Keith Olbermann and Rachel Maddow
Frederick M. Brown/Getty Images; D Dipasupil/Getty Images for AWXII

Longtime news personality Keith Olbermann has shared his perspective on the recent reports that MSNBC almost brought him back to replace news anchor Rachel Maddow.

It was reported by The Daily Beast on Wednesday that MSNBC wanted Olbermann to return to host a show that would air in the time slot currently occupied by The Rachel Maddow Show. According to the publication, Maddow, who will be moving from a nightly show to a weekly show later this year, apparently vetoed the Olbermann deal.
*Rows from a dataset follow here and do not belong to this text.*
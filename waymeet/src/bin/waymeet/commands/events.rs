use anyhow::{Context, Result};
use chrono::{NaiveDateTime, TimeZone, Utc};
use clap::{Args, Subcommand};
use waymeet::{EventsStore, FilterStatePatch};

use crate::context::{CliApp, CliContext, Device};
use crate::examples::ExampleGroup;
use crate::output::OutputManager;
use crate::views::{EventDetail, EventRow, EventTable};

pub const EXAMPLES: &[ExampleGroup] = &[
    ExampleGroup {
        title: "Browsing",
        commands: &[
            "waymeet events list                                 # Every event in the feed",
            "waymeet events list --category Música --max-price 0 # Free music events",
            "waymeet events list --search trilha                 # Search title, place or category",
            "waymeet events show 1                               # Event details",
            "waymeet events nearby --radius 5 --lat=-23.31 --lon=-51.16",
        ],
    },
    ExampleGroup {
        title: "Taking Part",
        commands: &[
            "waymeet events join 2      # Join and post a notice in the chat",
            "waymeet events leave 2     # Leave again",
            "waymeet events create \"Jam\" --category Música --place \"Bar do Zé\" --at \"2025-05-01 19:00\"",
        ],
    },
];

#[derive(Subcommand)]
pub enum EventsCommands {
    /// List events, optionally filtered
    #[command(name = "list")]
    List(ListArgs),

    /// Show one event
    #[command(name = "show")]
    Show { event_id: String },

    /// Create an event hosted by the first sample user
    #[command(name = "create")]
    Create(CreateArgs),

    /// Join the event
    #[command(name = "join")]
    Join { event_id: String },

    /// Leave the event
    #[command(name = "leave")]
    Leave { event_id: String },

    /// Events around the device position, nearest first
    #[command(name = "nearby")]
    Nearby {
        /// Radius in km (defaults to the distance filter)
        #[arg(long)]
        radius: Option<f64>,
    },
}

#[derive(Args)]
pub struct ListArgs {
    /// Category name; repeat for several
    #[arg(long = "category")]
    categories: Vec<String>,
    #[arg(long)]
    min_price: Option<f64>,
    #[arg(long)]
    max_price: Option<f64>,
    /// Free-text search on title, place and category
    #[arg(long)]
    search: Option<String>,
}

#[derive(Args)]
pub struct CreateArgs {
    title: String,
    #[arg(long)]
    category: String,
    /// Place name
    #[arg(long)]
    place: String,
    /// Start as "YYYY-MM-DD HH:MM" (UTC)
    #[arg(long)]
    at: String,
    /// Participant cap; anything unparsable becomes 10
    #[arg(long, default_value = "")]
    max: String,
}

pub async fn handle_events_commands(command: EventsCommands, device: Device, output: &OutputManager) -> Result<()> {
    let mut ctx = CliContext::open(device, output).await?;
    let app = &mut ctx.app;

    output.progress("Loading events");
    app.events.fetch_events().await;
    output.clear_line();

    match command {
        EventsCommands::List(args) => {
            let has_filters = !args.categories.is_empty() || args.min_price.is_some() || args.max_price.is_some();
            if has_filters {
                let mut patch = FilterStatePatch::new();
                if !args.categories.is_empty() {
                    patch = patch.categories(args.categories);
                }
                patch.price_min = args.min_price;
                patch.price_max = args.max_price;
                app.events.set_filters(patch);
            }

            let rows: Vec<EventRow> = match args.search.as_deref() {
                Some(query) => {
                    app.ui.set_search_query(query);
                    let filters = app.events.filters();
                    app.events
                        .search(query)
                        .into_iter()
                        .filter(|event| filters.matches(event))
                        .map(EventRow::new)
                        .collect()
                }
                None => app.events.filtered_events().into_iter().map(EventRow::new).collect(),
            };
            if rows.is_empty() {
                output.warning("No events match");
            }
            output.display(&EventTable(rows))?;
        }
        EventsCommands::Show { event_id } => {
            let event = app
                .events
                .get_event(&event_id)
                .with_context(|| format!("Event {event_id} not found"))?;
            output.display(&EventDetail(event.clone()))?;
        }
        EventsCommands::Create(args) => {
            let naive = NaiveDateTime::parse_from_str(&args.at, "%Y-%m-%d %H:%M")
                .with_context(|| format!("Invalid --at '{}', expected YYYY-MM-DD HH:MM", args.at))?;
            let draft = EventsStore::draft_event(&args.title, &args.category, &args.place, Utc.from_utc_datetime(&naive), &args.max);
            let event = app.events.create_event(draft)?.clone();
            output.success(&format!("Created event {}", event.id));
            output.display(&EventDetail(event))?;
        }
        EventsCommands::Join { event_id } => {
            let changed = app.join(&event_id)?;
            if changed {
                output.success(&format!("Joined event {event_id}"));
            } else {
                output.warning(&format!("Already going to event {event_id}"));
            }
            show_attendance(app, &event_id, changed, output)?;
        }
        EventsCommands::Leave { event_id } => {
            let changed = app.leave(&event_id)?;
            if changed {
                output.success(&format!("Left event {event_id}"));
            } else {
                output.warning(&format!("Not going to event {event_id}"));
            }
            show_attendance(app, &event_id, changed, output)?;
        }
        EventsCommands::Nearby { radius } => {
            let (here, nearby) = app.events_near_me(radius).await;
            output.info(&format!(
                "Around {:.4},{:.4}{}",
                here.latitude,
                here.longitude,
                here.city.as_deref().map(|c| format!(" ({c})")).unwrap_or_default()
            ));
            let rows = nearby.into_iter().map(|(event, km)| EventRow::new(event).with_distance(km)).collect();
            output.display(&EventTable(rows))?;
        }
    }

    Ok(())
}

fn show_attendance(app: &CliApp, event_id: &str, changed: bool, output: &OutputManager) -> Result<()> {
    if changed && let Some(notice) = app.chat.messages_for(event_id).last() {
        output.bullet(&notice.text);
    }
    match app.events.get_event(event_id) {
        Some(event) => output.display(&EventDetail(event.clone())),
        None => Ok(()),
    }
}
//! Host-side handles.
//!
//! Ticks usually come from a simulation loop while commands arrive on network
//! threads. [`SharedGame`] puts both behind one lock so a word selection can
//! never land in a phase that a concurrent tick has already replaced.

use std::sync::Arc;
use std::time::{Duration, Instant};

use parking_lot::{Mutex, MutexGuard};

use super::command::CommandError;
use super::machine::Game;
use super::notify::{Notification, Notifier, Outbox};
use super::session::PlayerId;
use super::snapshot::SessionSnapshot;
use super::words::{WordList, WordSource};

/// Cloneable, thread-safe handle to a single game.
#[derive(Debug)]
pub struct SharedGame<W = WordList, N = Outbox> {
    inner: Arc<Mutex<Game<W, N>>>,
}

impl<W, N> Clone for SharedGame<W, N> {
    fn clone(&self) -> Self {
        Self {
            inner: Arc::clone(&self.inner),
        }
    }
}

impl<W: WordSource, N: Notifier> SharedGame<W, N> {
    pub fn new(game: Game<W, N>) -> Self {
        Self {
            inner: Arc::new(Mutex::new(game)),
        }
    }

    pub fn tick(&self, dt: Duration) {
        self.inner.lock().tick(dt);
    }

    pub fn select_word(&self, caller: PlayerId, word: &str) -> Result<(), CommandError> {
        self.inner.lock().select_word(caller, word)
    }

    pub fn player_joined(&self, player_id: PlayerId) -> bool {
        self.inner.lock().player_joined(player_id)
    }

    pub fn player_left(&self, player_id: PlayerId) -> bool {
        self.inner.lock().player_left(player_id)
    }

    pub fn snapshot(&self) -> SessionSnapshot {
        self.inner.lock().snapshot()
    }

    /// Run `f` with exclusive access to the game.
    pub fn with<R>(&self, f: impl FnOnce(&mut Game<W, N>) -> R) -> R {
        f(&mut self.inner.lock())
    }

    pub fn lock(&self) -> MutexGuard<'_, Game<W, N>> {
        self.inner.lock()
    }
}

impl<W: WordSource> SharedGame<W, Outbox> {
    /// Take the queued outbound notifications.
    pub fn drain_notifications(&self) -> Vec<Notification> {
        self.inner.lock().notifier_mut().drain()
    }
}

/// Turns frame instants into tick deltas.
///
/// The host owns the loop and its rate; the driver only measures wall-clock
/// time so phase durations do not depend on the tick rate.
#[derive(Debug, Clone, Copy)]
pub struct TickDriver {
    last: Instant,
}

impl TickDriver {
    pub fn new(now: Instant) -> Self {
        Self { last: now }
    }

    /// Elapsed time since the previous step. Instants earlier than the last
    /// one yield zero.
    pub fn step(&mut self, now: Instant) -> Duration {
        let dt = now.saturating_duration_since(self.last);
        self.last = self.last.max(now);
        dt
    }

    /// Measure and tick in one call.
    pub fn drive<W: WordSource, N: Notifier>(
        &mut self,
        game: &SharedGame<W, N>,
        now: Instant,
    ) -> Duration {
        let dt = self.step(now);
        game.tick(dt);
        dt
    }
}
Olbermann reacted to the report on Thursday afternoon in a 21-post Twitter thread. He spoke of the 11-year long push-and-pull between himself and MSNBC as the news network attempted to lure him back. Olbermann had hosted a popular weeknight political commentary program Countdown on the channel from March 2003 to January 2011, after which his contract was terminated.

While NBC told Variety that there was “never any serious consideration of Keith Olbermann returning,” the renowned sports journalist claimed that “there were talks” and “they were serious,” but said that NBC “lied through its teeth denying them.”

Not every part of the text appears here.